Quando Malasarte telefonou ao técnico superior do sistema interno de videovigilância de Vale de Judeus, convocando-o para uma pequena reunião ao fim da tarde, a primeira reacção dele foi recusar dizendo que não tinha absolutamente nada a acrescentar às questões do advogado e que por isso não pretendia reunir-se com ele nem naquela tarde nem nunca.
– Nesse caso – disse Malasarte -, não me resta outra opção senão desbobinar tudo o sei ao telefone e depois seguir os trâmites legais de modo a conseguir a sua condenação por…
– Ó doutor, tenha lá calma consigo, que exaltados não vamos a lado nenhum! Deixe estar que eu mais logo passo aí, pronto!
O encontro ficou marcado para o fim do dia. O advogado foi à polícia requerer a instalação de microfones, de modo a registar a conversa delatora que esperava ter mais tarde com o técnico, mas o juiz não deferiu a autorização e a instalação ficou sem efeito, o que acabou por não prejudicar em nada os planos de Malasarte, uma vez que o técnico vinha decidido a confessar toda a verdade e a fornecer-lhe provas irrefutáveis, que corroboravam em cem por cento os factos anteriormente postos a nu pela sua amante.

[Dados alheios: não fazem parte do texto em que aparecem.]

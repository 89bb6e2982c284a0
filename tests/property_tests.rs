//! Property-based tests
//!
//! Uses proptest for the planner and parser invariants:
//! - Bucket partitioning is total and kind-exact for arbitrary selections
//! - Pre/post buckets are priority-sorted and stable
//! - The progress parser never panics and never walks the bar backwards

use proptest::prelude::*;

use lodestar::parsers::{LineParser, PackageProgressParser};
use lodestar::payload::{App, Payload, PayloadKind};
use lodestar::planner::build_plan;
use lodestar::progress::{Phase, ProgressTracker};

// =============================================================================
// Strategies
// =============================================================================

#[derive(Debug, Clone)]
enum PayloadSpec {
    Install(String),
    Removal(String),
    Image(String),
    Script(String, i32),
    Procedure(i32),
}

impl PayloadSpec {
    fn build(&self) -> Payload {
        match self {
            Self::Install(name) => Payload::package(name.clone()),
            Self::Removal(name) => Payload::package_removal(name.clone()),
            Self::Image(name) => Payload::image(name.clone()),
            Self::Script(body, priority) => Payload::script(body.clone()).with_priority(*priority),
            Self::Procedure(priority) => Payload::procedure(|_| Ok(())).with_priority(*priority),
        }
    }

    fn is_special(&self) -> bool {
        matches!(self, Self::Script(..) | Self::Procedure(_))
    }

    fn priority(&self) -> i32 {
        match self {
            Self::Script(_, priority) | Self::Procedure(priority) => *priority,
            _ => 0,
        }
    }
}

fn payload_spec_strategy() -> impl Strategy<Value = PayloadSpec> {
    let name = "[a-z][a-z0-9-]{0,11}";
    prop_oneof![
        name.prop_map(PayloadSpec::Install),
        name.prop_map(PayloadSpec::Removal),
        name.prop_map(PayloadSpec::Image),
        (name.prop_map(String::from), -5..=5i32).prop_map(|(b, p)| PayloadSpec::Script(b, p)),
        (-5..=5i32).prop_map(PayloadSpec::Procedure),
    ]
}

fn selection_strategy() -> impl Strategy<Value = Vec<Vec<PayloadSpec>>> {
    prop::collection::vec(prop::collection::vec(payload_spec_strategy(), 0..6), 0..5)
}

fn build_apps(selection: &[Vec<PayloadSpec>]) -> Vec<App> {
    selection
        .iter()
        .enumerate()
        .map(|(i, specs)| {
            App::new(
                format!("app{}", i),
                "generated",
                specs.iter().map(PayloadSpec::build).collect(),
            )
        })
        .collect()
}

// =============================================================================
// Planner Properties
// =============================================================================

proptest! {
    /// Every payload lands in exactly one bucket, by kind.
    #[test]
    fn plan_partition_is_total(selection in selection_strategy()) {
        let apps = build_apps(&selection);
        let plan = build_plan(&apps);

        let flat: Vec<&PayloadSpec> = selection.iter().flatten().collect();
        let installs = flat.iter().filter(|s| matches!(s, PayloadSpec::Install(_))).count();
        let removals = flat.iter().filter(|s| matches!(s, PayloadSpec::Removal(_))).count();
        let images = flat.iter().filter(|s| matches!(s, PayloadSpec::Image(_))).count();
        let specials = flat.iter().filter(|s| s.is_special()).count();

        prop_assert_eq!(plan.installs.len(), installs);
        prop_assert_eq!(plan.removals.len(), removals);
        prop_assert_eq!(plan.images.len(), images);
        prop_assert_eq!(plan.pre.len() + plan.post.len(), specials);
    }

    /// Pre holds priorities <= 0 sorted ascending; post holds > 0 sorted
    /// ascending.
    #[test]
    fn special_buckets_are_sorted_and_partitioned(selection in selection_strategy()) {
        let apps = build_apps(&selection);
        let plan = build_plan(&apps);

        prop_assert!(plan.pre.iter().all(|s| s.priority <= 0));
        prop_assert!(plan.post.iter().all(|s| s.priority > 0));
        prop_assert!(plan.pre.windows(2).all(|w| w[0].priority <= w[1].priority));
        prop_assert!(plan.post.windows(2).all(|w| w[0].priority <= w[1].priority));
    }

    /// Install names keep flatten order (app order, then in-app order).
    #[test]
    fn install_bucket_preserves_flatten_order(selection in selection_strategy()) {
        let apps = build_apps(&selection);
        let plan = build_plan(&apps);

        let expected: Vec<String> = apps
            .iter()
            .flat_map(|app| app.payloads.iter())
            .filter_map(|p| match &p.kind {
                PayloadKind::PackageInstall(name) => Some(name.clone()),
                _ => None,
            })
            .collect();
        prop_assert_eq!(plan.installs, expected.iter().map(String::as_str).collect::<Vec<_>>());
    }

    /// Equal-priority specials keep flatten order (the sort is stable).
    #[test]
    fn equal_priority_specials_are_stable(bodies in prop::collection::vec("[a-z]{1,8}", 1..8)) {
        let apps: Vec<App> = bodies
            .iter()
            .map(|body| App::new(body.clone(), "", vec![
                Payload::script(body.clone()).with_priority(-2),
            ]))
            .collect();
        let plan = build_plan(&apps);

        let planned: Vec<&str> = plan.pre.iter().map(|s| s.app_name).collect();
        prop_assert_eq!(planned, bodies.iter().map(String::as_str).collect::<Vec<_>>());
    }

    /// The unit total matches the documented accounting policy.
    #[test]
    fn total_units_follow_the_accounting_policy(selection in selection_strategy()) {
        let apps = build_apps(&selection);
        let plan = build_plan(&apps);

        let expected = (plan.pre.len() + plan.post.len() + plan.removals.len()
            + plan.images.len() + 2 * plan.installs.len()) as u64;
        prop_assert_eq!(plan.total_units(), expected);
    }

    /// Planning twice over the same selection renders identically.
    #[test]
    fn replanning_is_idempotent(selection in selection_strategy()) {
        let apps = build_apps(&selection);
        let first = build_plan(&apps).to_string();
        let second = build_plan(&apps).to_string();
        prop_assert_eq!(first, second);
    }
}

// =============================================================================
// Parser Properties
// =============================================================================

proptest! {
    /// Arbitrary input lines never panic the parser.
    #[test]
    fn parser_survives_arbitrary_lines(lines in prop::collection::vec(".*", 0..20)) {
        let tracker = ProgressTracker::new();
        tracker.set_total(1000);
        let mut parser = PackageProgressParser::new(tracker);
        for line in &lines {
            parser.on_line(line);
        }
    }

    /// The completed count never decreases, whatever counter sequence the
    /// tool emits.
    #[test]
    fn completed_is_monotonic_under_any_counters(
        counters in prop::collection::vec((0u64..200, 1u64..200), 1..30)
    ) {
        let tracker = ProgressTracker::new();
        tracker.set_total(100_000);
        let mut parser = PackageProgressParser::new(tracker.clone());

        let mut previous = 0;
        for (done, total) in counters {
            parser.on_line(&format!("[{}/{}] something", done, total));
            let now = tracker.completed();
            prop_assert!(now >= previous, "completed went backwards: {} -> {}", previous, now);
            previous = now;
        }
    }

    /// Counter lines only ever move the phase forward through the package
    /// sequence.
    #[test]
    fn parser_phase_stays_in_package_sequence(
        counters in prop::collection::vec((0u64..9, 1u64..9), 1..20)
    ) {
        let tracker = ProgressTracker::new();
        tracker.set_total(1000);
        let mut parser = PackageProgressParser::new(tracker.clone());

        for (done, total) in counters {
            parser.on_line(&format!("[{}/{}] x", done, total));
            let phase = tracker.phase();
            prop_assert!(
                matches!(phase, Phase::Idle | Phase::DownloadingPackages | Phase::InstallingPackages),
                "unexpected phase {:?}",
                phase
            );
        }
    }
}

Deviam ser umas seis da tarde quando o técnico tocou à campainha do escritório. Vinha transpirado e ofegante, com bolhas de água na testa e ilhéus de suor projectando ziguezagues molhados por debaixo dos sovacos da camisa.
– Está um calor que não se pode – disse assim que Malasarte lhe abriu a porta.
– Dizem que é por causa da camada do ozono – disse o advogado.
– Ó doutor, isto sempre houve calor! Há cinco mil anos até havia elefantes na Arrábida, e nessa altura ainda ninguém se tinha lembrado do buraco do ozono, pois não? – retorquiu o técnico, entregando-lhe um CD.
– Que é isto? – perguntou Malasarte sem querer acreditar na sua sorte. – Não me diga que são as imagens do…
– Exactamente – respondeu o outro.
– Pensava que as tivesse apagado e não as pudesse recuperar… – disse o advogado.
– Apaguei-as, mas antes fiz esta cópia de segurança.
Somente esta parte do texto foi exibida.